Take the Lishman’s Deli sketch, in which Murphy’s Gumby character — the green clay stop-motion figure reimagined as a crabby Borscht Belt has-been — trades insults with a gang of alter kockers played by Crystal, Guest and Short, who reminisce and argue about sandwiches named for celebrities. (“A Morey Amsterdam is what we used to call a herring melt,” Crystal declares.) Larry David — who would bring a grouchy Jewish sensibility to TV in “Seinfeld” and “Curb Your Enthusiasm” — was a writer on the show that season and does a newspaper crossword in the background of the sketch.
The episode has plenty of filler too, like a sketch pairing the South African bishop Desmond Tutu (Murphy) and the Heisman Trophy winner Doug Flutie (Hall), as well as Short playing the great-niece of Jerry Lewis, a plastic surgeon’s receptionist. But one viewer’s filler is another’s genius, and for me that sketch is “Climbing the Stairs.”

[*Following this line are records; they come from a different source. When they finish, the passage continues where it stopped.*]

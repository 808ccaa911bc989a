use rand::Rng;

use crate::shape::Shape;
use crate::worker::Worker;

/// opacity a mutable-alpha state starts from
const DEFAULT_ALPHA: u8 = 128;

/// A candidate: a shape, the opacity it will be drawn with, and its energy once
/// computed. Energy is cached until the next move.
#[derive(Clone, Copy, Debug)]
pub struct State {
    shape: Shape,
    alpha: u8,
    mutate_alpha: bool,
    score: Option<f64>,
}

impl State {
    /// `alpha == 0` means "let local search tune the opacity", starting from 128.
    pub fn new(shape: Shape, alpha: u8) -> Self {
        let (alpha, mutate_alpha) = if alpha == 0 { (DEFAULT_ALPHA, true) } else { (alpha, false) };
        Self { shape, alpha, mutate_alpha, score: None }
    }

    #[inline]
    pub fn shape(&self) -> &Shape {
        &self.shape
    }

    #[inline]
    pub fn alpha(&self) -> u8 {
        self.alpha
    }

    #[inline]
    pub fn mutates_alpha(&self) -> bool {
        self.mutate_alpha
    }

    /// cached energy, if it has been computed since the last move
    #[inline]
    pub fn cached_energy(&self) -> Option<f64> {
        self.score
    }

    /// energy of this candidate against the worker's current round; evaluated at most once
    pub fn energy(&mut self, worker: &mut Worker) -> f64 {
        if let Some(score) = self.score {
            return score;
        }
        let score = worker.energy(&self.shape, self.alpha);
        self.score = Some(score);
        score
    }

    /// mutate in place and return the previous state for `undo_move`
    pub fn do_move(&mut self, worker: &mut Worker) -> State {
        let undo = *self;
        let (w, h) = (worker.width(), worker.height());
        let rng = worker.rng();
        self.shape.mutate(rng, w, h);
        if self.mutate_alpha {
            let a = self.alpha as i32 + rng.random_range(-10..=10);
            self.alpha = a.clamp(1, 255) as u8;
        }
        self.score = None;
        undo
    }

    pub fn undo_move(&mut self, undo: State) {
        *self = undo;
    }

    /// override the cached energy; used by refiners that score candidates themselves
    #[inline]
    pub fn set_energy(&mut self, score: f64) {
        self.score = Some(score);
    }

    /// drop the cached energy, e.g. after the canvas it was measured against changed
    #[inline]
    pub fn invalidate(&mut self) {
        self.score = None;
    }
}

The premise is ridiculous: Short plays Lawrence Orbach, a World War II soldier, trapped in a farmhouse, who needs to save his unit by calling for help from a phone on the second floor. Orbach, who grew up in the Midwest, doesn’t know how to climb stairs. (“It never came up!”)
It’s barely an idea, the kind of late-in-the-episode sketch that many viewers will wish had been cut for time. Yet Short puts it over with his trademark terrified awkwardness and self-sacrificing physical comedy, hurling himself at the steps as if they were the face of Everest. The sketch is dumb; it lasts too long and fizzles out; I cannot rationally defend it. And God help me, I cannot think of it four decades later without giggling.
Was this broadcast the greatest 90 minutes of “Saturday Night Live” ever? Probably not! If you live long enough, you become the old man in the deli nattering on about your obscure and personal affections. This episode is my Morey Amsterdam sandwich.
But it hit the spot for me. This, in the end, is all that “Saturday Night Live” promises: not perfection or even excellence, but simply that it will give you the silly and the excruciating and leave you, years later, laughing yourself stupid at a memory that comes out of nowhere.